Search Chat Room Transcripts
Group chat conversations are saved as "transcripts." The transcripts can be searched, but again follow the privacy controls depending on the group where they were created.
In Addition to the Group Chat...
We also released:
  • An upgrade for the wiki to automatically save wiki page drafts as you edit ... so you never lose an page changes if your browser unexpectedly quits


  • Added action items to groups ... so you can assign tasks to members of your work group

  • and a slew of other bugs fixes ... because you asked for them in user feedback!

Sunday, August 2, 2009

Giving More Customer Feature Love

This week's release was full of upgrades to existing features based on your user feedback.

Document Versioning and Editing
Users upload documents to CubeTree for lots of reasons into lots of places. For example
  • Product owners post PowerPoint presentations to their profile ... so sales and support can get notified of the latest roadmap updates without getting another email
  • Project managers post their Excel task lists into a group for their project team ... so anyone that wants visibility on projects status can follow the group to see the latest
  • Account managers are sharing large documents with customers inside cross-company groups ... so they can share documents without overwhelming corporate email inbox limits
What do all of these use cases have in common? They get better when you can version and manage your documents once you've uploaded them. So this week we did an upgrade to documents uploading so that ...

  • You can do version management of documents -- To update a document, go into a list of documents in your group or off your profile. Click on a specific document and you can choose to upload a new version.
  • You can edit document details -- When you view an uploaded document you can edit the name and description of the document.
Reply To Comment Emails Directly From Your Phone (or other email client)
Whenever someone comments on your content, CubeTree (by default) sends an email. In the past, to reply with your own comment you had to click on a link in the email and go back to the website.

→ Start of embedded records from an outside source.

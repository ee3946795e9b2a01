//! Subscription scoping spec (`spec.md` §8, scenario 2): a client only sees
//! `conversation_update` broadcasts for the conversation it subscribed to.

use crate::prelude::*;
use serde_json::json;
use serial_test::serial;

#[tokio::test]
#[serial]
async fn subscribed_conversation_broadcasts_update() {
    let daemon = Daemon::start("127.0.0.1", 9882, "t-abc");
    let mut client = WsClient::connect(&daemon).await;
    let _connected = client.recv(2_000).await;
    client.authenticate("t-abc").await;

    client
        .send(json!({"type": "subscribe", "sessionId": "conv-a", "requestId": "s1"}))
        .await;
    let subscribed = client.recv_until(2_000, |f| f["requestId"] == "s1").await;
    assert_eq!(subscribed["success"], true);

    daemon.write_log_line("conv-a", "session.jsonl", &user_line("hello from conv-a"));

    let update = client
        .recv_until(3_000, |f| f["type"] == "conversation_update")
        .await;
    assert_eq!(update["sessionId"], "conv-a");
}

#[tokio::test]
#[serial]
async fn unrelated_conversation_produces_no_broadcast() {
    let daemon = Daemon::start("127.0.0.1", 9883, "t-abc");
    let mut client = WsClient::connect(&daemon).await;
    let _connected = client.recv(2_000).await;
    client.authenticate("t-abc").await;

    client
        .send(json!({"type": "subscribe", "sessionId": "conv-a", "requestId": "s1"}))
        .await;
    client.recv_until(2_000, |f| f["requestId"] == "s1").await;

    daemon.write_log_line("conv-b", "session.jsonl", &user_line("hello from conv-b"));

    let update = client.recv_opt(1_000).await;
    assert!(update.is_none(), "expected no broadcast for an unsubscribed conversation, got {update:?}");
}
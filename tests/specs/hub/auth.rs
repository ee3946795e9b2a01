//! Auth handshake spec (`spec.md` §8, scenario 1).

use crate::prelude::*;
use serde_json::json;
use serial_test::serial;

#[tokio::test]
#[serial]
async fn connect_then_authenticate_then_subscribe() {
    let daemon = Daemon::start("127.0.0.1", 9877, "t-abc");
    let mut client = WsClient::connect(&daemon).await;

    let connected = client.recv(2_000).await;
    assert_eq!(connected["type"], "connected");
    assert_eq!(connected["success"], true);
    assert!(connected["payload"]["clientId"].is_string());

    let authed = client.authenticate("t-abc").await;
    assert_eq!(authed["type"], "authenticated");
    assert_eq!(authed["success"], true);
    assert_eq!(authed["requestId"], "auth");
}

#[tokio::test]
#[serial]
async fn wrong_token_fails_authentication() {
    let daemon = Daemon::start("127.0.0.1", 9878, "t-abc");
    let mut client = WsClient::connect(&daemon).await;
    let _connected = client.recv(2_000).await;

    let authed = client.authenticate("wrong-token").await;
    assert_eq!(authed["type"], "authenticated");
    assert_eq!(authed["success"], false);
}

#[tokio::test]
#[serial]
async fn unauthenticated_request_is_rejected() {
    let daemon = Daemon::start("127.0.0.1", 9879, "t-abc");
    let mut client = WsClient::connect(&daemon).await;
    let _connected = client.recv(2_000).await;

    client.send(json!({"type": "subscribe"})).await;
    let response = client.recv(2_000).await;
    assert_eq!(response["type"], "error");
    assert_eq!(response["error"], "Not authenticated");
}

#[tokio::test]
#[serial]
async fn unknown_message_type_after_auth_reports_error() {
    let daemon = Daemon::start("127.0.0.1", 9880, "t-abc");
    let mut client = WsClient::connect(&daemon).await;
    let _connected = client.recv(2_000).await;
    client.authenticate("t-abc").await;

    client.send(json!({"type": "frobnicate", "requestId": "r1"})).await;
    let response = client.recv(2_000).await;
    assert_eq!(response["success"], false);
    assert_eq!(response["error"], "Unknown message type: frobnicate");
}

#[tokio::test]
#[serial]
async fn ping_replies_with_pong_and_version() {
    let daemon = Daemon::start("127.0.0.1", 9881, "t-abc");
    let mut client = WsClient::connect(&daemon).await;
    let _connected = client.recv(2_000).await;
    client.authenticate("t-abc").await;

    client.send(json!({"type": "ping", "requestId": "p1"})).await;
    let response = client.recv(2_000).await;
    assert_eq!(response["type"], "pong");
    assert_eq!(response["requestId"], "p1");
    assert!(response["payload"]["version"].is_string());
}
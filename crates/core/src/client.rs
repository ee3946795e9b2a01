// SPDX-License-Identifier: BUSL-1.1
// Copyright (c) 2026 Alfred Jean LLC

//! Per-connection client state held by the WebSocket hub. Not persisted.

use crate::ids::{ClientId, ConversationId, DeviceId};

/// One connected WebSocket client.
#[derive(Debug, Clone)]
pub struct Client {
    pub id: ClientId,
    pub listener_port: u16,
    pub authenticated: bool,
    pub subscribed: bool,
    pub subscribed_session: Option<ConversationId>,
    pub device_id: Option<DeviceId>,
}

impl Client {
    pub fn new(listener_port: u16) -> Self {
        Self {
            id: ClientId::new(),
            listener_port,
            authenticated: false,
            subscribed: false,
            subscribed_session: None,
            device_id: None,
        }
    }

    /// Whether this client should receive a broadcast for `session_id`: it
    /// must be subscribed, and either it specified no session filter or its
    /// filter matches.
    pub fn wants_broadcast(&self, session_id: &ConversationId) -> bool {
        self.subscribed
            && self
                .subscribed_session
                .as_ref()
                .map(|s| s == session_id)
                .unwrap_or(true)
    }
}
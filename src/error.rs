//! error.rs
//! Error type shared by the loader, the estimator and the selector
//! This Source Code Form is subject to the terms of The GNU General Public License v3.0
//! Copyright 2025 - Guilherme Santos. If a copy of the MPL was not distributed with this
//! file, You can obtain one at https://www.gnu.org/licenses/gpl-3.0.html

use std::path::PathBuf;

pub type Result<T> = std::result::Result<T, InfMaxError>;

#[derive(Debug, thiserror::Error)]
pub enum InfMaxError {
    /// Influence was requested over zero cascades.
    #[error("no cascades loaded: influence is undefined over an empty cascade collection")]
    EmptyInput,

    #[error("invalid parameter: {0}")]
    InvalidParameter(String),

    #[error("failed to read {path}: {source}")]
    Io {
        path: PathBuf,
        #[source]
        source: std::io::Error,
    },

    #[error("{path}:{line}: {message}")]
    Parse {
        path: PathBuf,
        line: usize,
        message: String,
    },
}

impl InfMaxError {
    pub(crate) fn io(path: impl Into<PathBuf>, source: std::io::Error) -> Self {
        InfMaxError::Io {
            path: path.into(),
            source,
        }
    }
}
//! graph/mod.rs
//! Cascade definitions and the store shared by every estimator call
//! This Source Code Form is subject to the terms of The GNU General Public License v3.0
//! Copyright 2024 - Guilherme Santos. If a copy of the MPL was not distributed with this
//! file, You can obtain one at https://www.gnu.org/licenses/gpl-3.0.html

use rustc_hash::FxHashMap as HashMap;
use rustc_hash::FxHashSet as HashSet;

use std::collections::BTreeSet;

pub type NodeId = i32;
pub type SeedSet = BTreeSet<NodeId>;

/// One observed cascade: who directly influenced whom.
///
/// A node that never appears as a source has no entry in `adjacency_list`
/// and is treated as having no outgoing edges.
#[derive(Debug, Clone, Default)]
pub struct Cascade {
    pub adjacency_list: HashMap<NodeId, Vec<NodeId>>,
    nodes: HashSet<NodeId>,
    num_edges: usize,
}

impl Cascade {
    pub fn new() -> Self {
        Cascade {
            adjacency_list: HashMap::default(),
            nodes: HashSet::default(),
            num_edges: 0,
        }
    }

    pub fn from_edges<I>(edges: I) -> Self
    where
        I: IntoIterator<Item = (NodeId, NodeId)>,
    {
        let mut cascade = Cascade::new();
        for (from, to) in edges {
            cascade.add_edge(from, to);
        }
        cascade
    }

    /// Adds the directed edge `from -> to`. Duplicates are kept.
    pub fn add_edge(&mut self, from: NodeId, to: NodeId) {
        self.nodes.insert(from);
        self.nodes.insert(to);
        self.adjacency_list.entry(from).or_default().push(to);
        self.num_edges += 1;
    }

    pub fn successors(&self, node: &NodeId) -> &[NodeId] {
        self.adjacency_list.get(node).map(Vec::as_slice).unwrap_or(&[])
    }

    pub fn contains(&self, node: &NodeId) -> bool {
        self.nodes.contains(node)
    }

    pub fn nodes(&self) -> impl Iterator<Item = &NodeId> {
        self.nodes.iter()
    }

    pub fn num_nodes(&self) -> usize {
        self.nodes.len()
    }

    pub fn num_edges(&self) -> usize {
        self.num_edges
    }
}

/// Every loaded cascade plus the vertex universe they span.
///
/// The universe is a `BTreeSet`, so enumeration is always ascending by `NodeId`.
/// The greedy tie-break depends on that order.
#[derive(Debug, Clone, Default)]
pub struct CascadeStore {
    cascades: Vec<Cascade>,
    universe: BTreeSet<NodeId>,
}

impl CascadeStore {
    pub fn new() -> Self {
        Self::default()
    }

    pub fn add_cascade(&mut self, cascade: Cascade) {
        self.universe.extend(cascade.nodes().copied());
        self.cascades.push(cascade);
    }

    pub fn add_edges<I>(&mut self, edges: I)
    where
        I: IntoIterator<Item = (NodeId, NodeId)>,
    {
        self.add_cascade(Cascade::from_edges(edges));
    }

    pub fn cascades(&self) -> &[Cascade] {
        &self.cascades
    }

    pub fn universe(&self) -> &BTreeSet<NodeId> {
        &self.universe
    }

    pub fn num_cascades(&self) -> usize {
        self.cascades.len()
    }

    pub fn num_nodes(&self) -> usize {
        self.universe.len()
    }

    pub fn num_edges(&self) -> usize {
        self.cascades.iter().map(Cascade::num_edges).sum()
    }

    pub fn print(&self) {
        crate::debug!(
            info,
            "[graph/mod.rs]: cascades/nodes/edges: {}/{}/{}",
            self.num_cascades(),
            self.num_nodes(),
            self.num_edges()
        );
    }
}
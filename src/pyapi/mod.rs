//! pyapi/mod.rs
//! Functions exported to the `infmax` Python module
//! This Source Code Form is subject to the terms of The GNU General Public License v3.0
//! Copyright 2025 - Guilherme Santos. If a copy of the MPL was not distributed with this
//! file, You can obtain one at https://www.gnu.org/licenses/gpl-3.0.html

use crate::error::InfMaxError;
use crate::graph::NodeId;
use crate::greedy::{self, GreedyConfig, Strategy};
use crate::{influence, loader, utils};

use pyo3::exceptions::{PyOSError, PyValueError};
use pyo3::prelude::*;
use pyo3::types::PyAny;

impl From<InfMaxError> for PyErr {
    fn from(err: InfMaxError) -> PyErr {
        match err {
            InfMaxError::Io { .. } => PyOSError::new_err(err.to_string()),
            _ => PyValueError::new_err(err.to_string()),
        }
    }
}

/// Greedy seed selection over a list of cascades.
///
/// Returns the seeds in selection order and their influence.
#[pyfunction]
#[pyo3(name = "greedy", signature = (cascades, k = 1, lazy = false))]
pub fn greedy_seeds(cascades: &Bound<'_, PyAny>, k: usize, lazy: bool) -> PyResult<(Vec<NodeId>, f64)> {
    let store = utils::build_store(cascades)?;
    let strategy = if lazy { Strategy::Lazy } else { Strategy::Naive };
    let selection = greedy::run(&store, &GreedyConfig::new(k, strategy))?;
    Ok((selection.order(), selection.influence))
}

/// Average reach of `seeds` across `cascades`.
#[pyfunction]
#[pyo3(name = "influence")]
pub fn estimate_influence(cascades: &Bound<'_, PyAny>, seeds: &Bound<'_, PyAny>) -> PyResult<f64> {
    let store = utils::build_store(cascades)?;
    let seeds = utils::to_seed_set(seeds)?;
    Ok(influence::calculate_influence(store.cascades(), &seeds)?)
}

/// Reads a directory of edge lists; one sorted list of `(from, to)` pairs per file.
#[pyfunction]
#[pyo3(signature = (path, extension = "txt"))]
pub fn load_cascades(path: &str, extension: &str) -> PyResult<Vec<Vec<(NodeId, NodeId)>>> {
    let config = loader::LoaderConfig {
        extension: extension.to_string(),
        ..loader::LoaderConfig::default()
    };
    let mut cascades = Vec::new();
    for file in loader::cascade_files(std::path::Path::new(path), &config)? {
        let cascade = loader::load_file(&file, &config)?;
        let mut edges: Vec<(NodeId, NodeId)> = cascade
            .adjacency_list
            .iter()
            .flat_map(|(&from, targets)| targets.iter().map(move |&to| (from, to)))
            .collect();
        edges.sort();
        cascades.push(edges);
    }
    Ok(cascades)
}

Starting this week, you can simply reply directly to the comment email and your response will be captured in your feed.


We also did a nice upgrade to the comment email itself to
include the full conversation from a comment feed and stylize the content.


Route RSS and Google Feed Items Into Groups
CubeTree provides 14 different integrations which create feed items triggered by events from third-party systems. Users have been asking for the ability to create those feed items in a specific group. Starting in this release, you can setup several of the integrations to create feed items within specific groups.

RSS Feed Integration lets you import RSS feeds into specific groups.

For example, now you can create a competitive marketing group and add a RSS feed integration to twitter search, which creates feed events each time your competitors are mentioned.


Google Docs Integration lets you create feed items whenever a Google Doc is created or edited from a folder you specify.

For example, some users have a folder in Google Docs for each of their customer's projects. They can now setup an integration to publish from a specific Google Docs folder into a cross-company group being used to share updates with the customer.


Google Reader Integration creates feed items whenver you "share" a link using Google Reader.

For example, some customers have setup an optional group to share links. If you want to see what your co-workers are reading, you follow the group and it's got all the links shared through everyone's Google Reader.